Boys here (shebab) always ask me about drifting; do you like speed? How fast have you gone in a car? Have you ever drifted? Drifting, as in, I don't even know how to describe it... driving fast and slamming on the breaks so your car moves as your tires are still struggling to stop.
I say no, no, this scares me. They say Aww, c'mon, and show me some scars- probably from something innocent like a dog bite or falling off their bike. But they claim the scars are from car accidents,never with details on how exactly they happened.
Once I was sitting on the balcony of a restaurant off Rafidia Street with two Palestinian friends, smoking shisha and eating ice cream- I could hear tires squealing somewhere below on the street. I looked down and saw one of the old, beaten up Fiat's that crowd the streets of Nablus zooming around the empty side streets below us. It would drive up the street, accelerating as fast as it could, then slam on the brakes, jolting the wheel so it the car "drifted" even just a minuscule amount. Then it would begin back down the street the same way and repeat the action. From so high above the car looked tiny and desperate, like it was searching for a way out of the street but couldn't find one.
What is drifting? Acceleration, then speed, abrupt deceleration, a strange and halting attempt to shift direction as the car attempts to stop. It seems stuck, ineffective, dangerous. Where does the impulse for such an implosive movement come from?

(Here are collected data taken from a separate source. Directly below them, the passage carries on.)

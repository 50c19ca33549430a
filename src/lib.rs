pub mod types;
pub use types::{RuntimeType, TypeCatalog, TypeDescriptor};

pub mod methods;
pub use methods::{MethodDescriptor, MethodLibrary, NameCache};

pub mod schema;
pub use schema::{InMemorySchema, InMemorySchemaProvider, Schema, SchemaError, SchemaProvider, TableDescriptor};

pub mod ast;
pub use ast::{Node, NodeKind, QueryBuilder};

pub mod config;
pub use config::CompilerConfig;

pub mod analyzer;
pub use analyzer::{AnalyzedQuery, AnalyzerError, Diagnostic, DiagnosticSink, SemanticPass};

pub mod planner;
pub use planner::RewritePass;

pub mod compiler;
pub use compiler::{CompiledQuery, Compiler};

#[cfg(test)]
mod test_fixtures;
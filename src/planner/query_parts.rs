use crate::{
    analyzer::{AnalyzerError, QueryInfo},
    ast::{Node, NodeKind},
};

/// A bound query block taken apart into its clause expressions.
#[derive(Debug, Clone)]
pub struct QueryParts {
    pub id: usize,
    pub from: Node,
    pub filter: Option<Node>,
    pub keys: Vec<Node>,
    pub having: Option<Node>,
    /// `Field` nodes
    pub fields: Vec<Node>,
    pub distinct: bool,
    /// `OrderField` nodes
    pub order_by: Vec<Node>,
    pub skip: Option<Node>,
    pub take: Option<Node>,
    pub refresh: Vec<Node>,
}

impl QueryParts {
    pub fn of(query: &Node, info: &QueryInfo) -> Result<Self, AnalyzerError> {
        let NodeKind::Query { id, from, filter, group_by, select, order_by, skip, take } = &query.kind else {
            return Err(AnalyzerError::unexpected("a query", query));
        };
        let filter = match filter.as_deref().map(|f| &f.kind) {
            Some(NodeKind::Where(expr)) => Some(expr.as_ref().clone()),
            Some(_) => return Err(AnalyzerError::unexpected("a WHERE clause", query)),
            None => None,
        };
        let (keys, having) = match group_by.as_deref().map(|g| &g.kind) {
            Some(NodeKind::GroupBy { keys, having }) => (keys.clone(), having.as_deref().cloned()),
            Some(_) => return Err(AnalyzerError::unexpected("a GROUP BY clause", query)),
            None => (Vec::new(), None),
        };
        let NodeKind::Select { fields, distinct } = &select.kind else {
            return Err(AnalyzerError::unexpected("a SELECT clause", select));
        };
        let order_by = match order_by.as_deref().map(|o| &o.kind) {
            Some(NodeKind::OrderBy(fields)) => fields.clone(),
            Some(_) => return Err(AnalyzerError::unexpected("an ORDER BY clause", query)),
            None => Vec::new(),
        };
        Ok(Self {
            id: *id,
            from: from.as_ref().clone(),
            filter,
            keys,
            having,
            fields: fields.clone(),
            distinct: *distinct,
            order_by,
            skip: skip.as_deref().cloned(),
            take: take.as_deref().cloned(),
            refresh: info.refresh.calls().cloned().collect(),
        })
    }

    /// Everything evaluated after the FROM clause.
    pub fn expressions(&self) -> impl Iterator<Item = &Node> {
        self.filter
            .iter()
            .chain(&self.keys)
            .chain(&self.having)
            .chain(&self.fields)
            .chain(&self.order_by)
            .chain(&self.skip)
            .chain(&self.take)
            .chain(&self.refresh)
    }

    /// Apply `f` to every expression evaluated after the FROM clause.
    pub fn map_expressions<F>(self, mut f: F) -> Result<Self, AnalyzerError>
    where
        F: FnMut(&Node) -> Result<Node, AnalyzerError>,
    {
        let mut all = |nodes: Vec<Node>| nodes.iter().map(&mut f).collect::<Result<Vec<_>, _>>();
        let keys = all(self.keys)?;
        let fields = all(self.fields)?;
        let order_by = all(self.order_by)?;
        let refresh = all(self.refresh)?;
        Ok(Self {
            filter: self.filter.as_ref().map(&mut f).transpose()?,
            having: self.having.as_ref().map(&mut f).transpose()?,
            skip: self.skip.as_ref().map(&mut f).transpose()?,
            take: self.take.as_ref().map(&mut f).transpose()?,
            keys,
            fields,
            order_by,
            refresh,
            ..self
        })
    }
}
use indexmap::IndexSet;

use crate::{
    analyzer::{QueryHints, QueryInfo},
    ast::{BinaryOp, Node, NodeKind},
    config::CompilerConfig,
    types::RuntimeType,
};

/// What a query block shows its sources beyond the columns they must produce.
pub struct PushdownResolver;

impl PushdownResolver {
    /// Top-level AND terms, left to right.
    pub fn conjuncts(expr: &Node) -> Vec<&Node> {
        let mut out = Vec::new();
        let mut pending = vec![expr];
        while let Some(node) = pending.pop() {
            match &node.kind {
                NodeKind::Binary { op: BinaryOp::And, left, right } => {
                    pending.push(right);
                    pending.push(left);
                }
                _ => out.push(node),
            }
        }
        out
    }

    /// Source aliases an expression reads through columns or aliased calls.
    pub fn referenced_aliases(expr: &Node) -> IndexSet<String> {
        expr.collect(|n| matches!(n.kind, NodeKind::Column { .. } | NodeKind::Method { alias: Some(_), .. }))
            .into_iter()
            .filter_map(|n| match &n.kind {
                NodeKind::Column { alias, .. } => Some(alias.clone()),
                NodeKind::Method { alias, .. } => alias.clone(),
                _ => None,
            })
            .collect()
    }

    /// Attach WHERE terms to the sources they exclusively read. A single
    /// source takes the whole predicate; sources on the optional side of an
    /// outer join take nothing.
    pub fn push_filter(info: &mut QueryInfo, filter: &Node) {
        if filter.any(Node::is_placeholder) {
            return;
        }
        if info.sources.len() == 1 {
            if let Some(source) = info.sources.values_mut().next() {
                source.pushed_where = Some(filter.clone());
            }
            return;
        }
        for term in Self::conjuncts(filter) {
            let refs = Self::referenced_aliases(term);
            let Some(alias) = refs.first().filter(|_| refs.len() == 1) else {
                continue;
            };
            let Some(source) = info.sources.get_mut(alias) else {
                continue;
            };
            if source.nullable_side {
                continue;
            }
            source.pushed_where = Some(match source.pushed_where.take() {
                Some(prev) => Node::typed(
                    NodeKind::Binary { op: BinaryOp::And, left: prev.into_box(), right: term.clone().into_box() },
                    RuntimeType::Bool,
                ),
                None => term.clone(),
            });
        }
    }

    /// Skip/take/distinct are handed to the source only when nothing between the
    /// source and the output can change which rows survive. A WHERE counts too:
    /// the pushed predicate is advisory, so a source paging on its own could
    /// drop rows the filter keeps.
    pub fn hints(
        info: &QueryInfo,
        has_filter: bool,
        has_order_by: bool,
        skip: Option<&Node>,
        take: Option<&Node>,
        config: &CompilerConfig,
    ) -> Option<QueryHints> {
        let simple = info.sources.len() == 1 && !has_filter && !has_order_by && !info.is_grouped();
        if !config.forward_source_hints || !simple {
            return None;
        }
        let literal = |n: Option<&Node>| match n.map(|n| &n.kind) {
            Some(NodeKind::Literal(l)) => l.as_integer(),
            _ => None,
        };
        let hints = QueryHints { skip: literal(skip), take: literal(take), distinct: info.distinct };
        (!hints.is_empty()).then_some(hints)
    }
}

#[cfg(test)]
mod tests {
    use super::*;
    use crate::{analyzer::SourceInfo, ast::Literal};

    fn source(alias: &str, nullable_side: bool) -> SourceInfo {
        SourceInfo {
            query_id: 0,
            alias: alias.into(),
            schema: "#os".into(),
            table: "files".into(),
            entity: RuntimeType::named("FileEntity"),
            args: Vec::new(),
            columns: Vec::new(),
            used_columns: Default::default(),
            pushed_where: None,
            hints: None,
            nullable_side,
        }
    }

    fn cmp(alias: &str) -> Node {
        let col = Node::typed(NodeKind::Column { alias: alias.into(), name: "Length".into(), intended_type: None }, RuntimeType::Long);
        let lit = Node::typed(NodeKind::Literal(Literal::Integer(1)), RuntimeType::Long);
        Node::typed(NodeKind::Binary { op: BinaryOp::Gt, left: col.into_box(), right: lit.into_box() }, RuntimeType::Bool)
    }

    fn and(l: Node, r: Node) -> Node {
        Node::typed(NodeKind::Binary { op: BinaryOp::And, left: l.into_box(), right: r.into_box() }, RuntimeType::Bool)
    }

    #[test]
    fn terms_go_to_the_source_they_read() {
        let mut info = QueryInfo::new(0);
        info.sources.insert("a".into(), source("a", false));
        info.sources.insert("b".into(), source("b", true));
        let both = Node::typed(
            NodeKind::Binary {
                op: BinaryOp::Eq,
                left: Node::typed(NodeKind::Column { alias: "a".into(), name: "X".into(), intended_type: None }, RuntimeType::Int).into_box(),
                right: Node::typed(NodeKind::Column { alias: "b".into(), name: "X".into(), intended_type: None }, RuntimeType::Int).into_box(),
            },
            RuntimeType::Bool,
        );
        let filter = and(and(cmp("a"), cmp("b")), both);

        PushdownResolver::push_filter(&mut info, &filter);
        assert_eq!(info.sources["a"].pushed_where.as_ref().map(|n| n.to_string()), Some("(a.Length > 1)".to_string()));
        assert!(info.sources["b"].pushed_where.is_none());
    }

    #[test]
    fn hints_need_a_plain_single_source() {
        let mut info = QueryInfo::new(0);
        info.sources.insert("a".into(), source("a", false));
        let five = Node::typed(NodeKind::Literal(Literal::Integer(5)), RuntimeType::Int);
        let cfg = CompilerConfig::default();

        let hints = PushdownResolver::hints(&info, false, false, None, Some(&five), &cfg).unwrap();
        assert_eq!(hints.take, Some(5));
        assert!(PushdownResolver::hints(&info, false, true, None, Some(&five), &cfg).is_none());
        assert!(PushdownResolver::hints(&info, true, false, None, Some(&five), &cfg).is_none());
        assert!(PushdownResolver::hints(&info, false, false, None, Some(&five), &cfg.clone().without_source_hints()).is_none());
    }

    #[test]
    fn distinct_keeps_paging_away_from_the_source() {
        let mut info = QueryInfo::new(0);
        info.sources.insert("a".into(), source("a", false));
        info.distinct = true;
        let five = Node::typed(NodeKind::Literal(Literal::Integer(5)), RuntimeType::Int);
        assert!(PushdownResolver::hints(&info, false, false, None, Some(&five), &CompilerConfig::default()).is_none());
    }
}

Maybe it's simple: from any young boy's impulse for speed and danger, from popular movies, like *The Fast and the Furious: Tokyo Drift*. Or maybe its some symptom of the feeling of isolation here in Palestine, isolation from the world that mostly ignores the situation here. From the physical entrapment of the occupation that doesn't allow free travel, barely allows access to Al Quds (Jerusalem).
Nablus is quiet and calm now, so it's easy to forget that in the near past it was subject to years of attacks, curfews, isolation from checkpoints. The the Old City, which I experience as a busy and beautiful market, was not that long ago systematically bombed and demolished. Not long ago, a trip to a nearby village would require passing through some fifteen checkpoints, endless waiting, being berated by soldiers. In 2002, a curfew imposed on the city lasted for 104 days- what comes from this experience of imprisonment? This isn't the Nablus I know but this is the Nablus that the shebab grew up in. What come from such an extreme lack of control?
Drifting isn't just recklessly driving- I mean sure, it's reckless and dangerous, but it's something more too. It's searching for a unique feeling, something akin to moving while standing still. Changing directions while the forces of deceleration work against you. Starting again, reckless speed, an abrupt and forced stop that you struggle against. Starting again.
But again, maybe I'm reading too much into it- maybe it's just boys wanting to drive fast.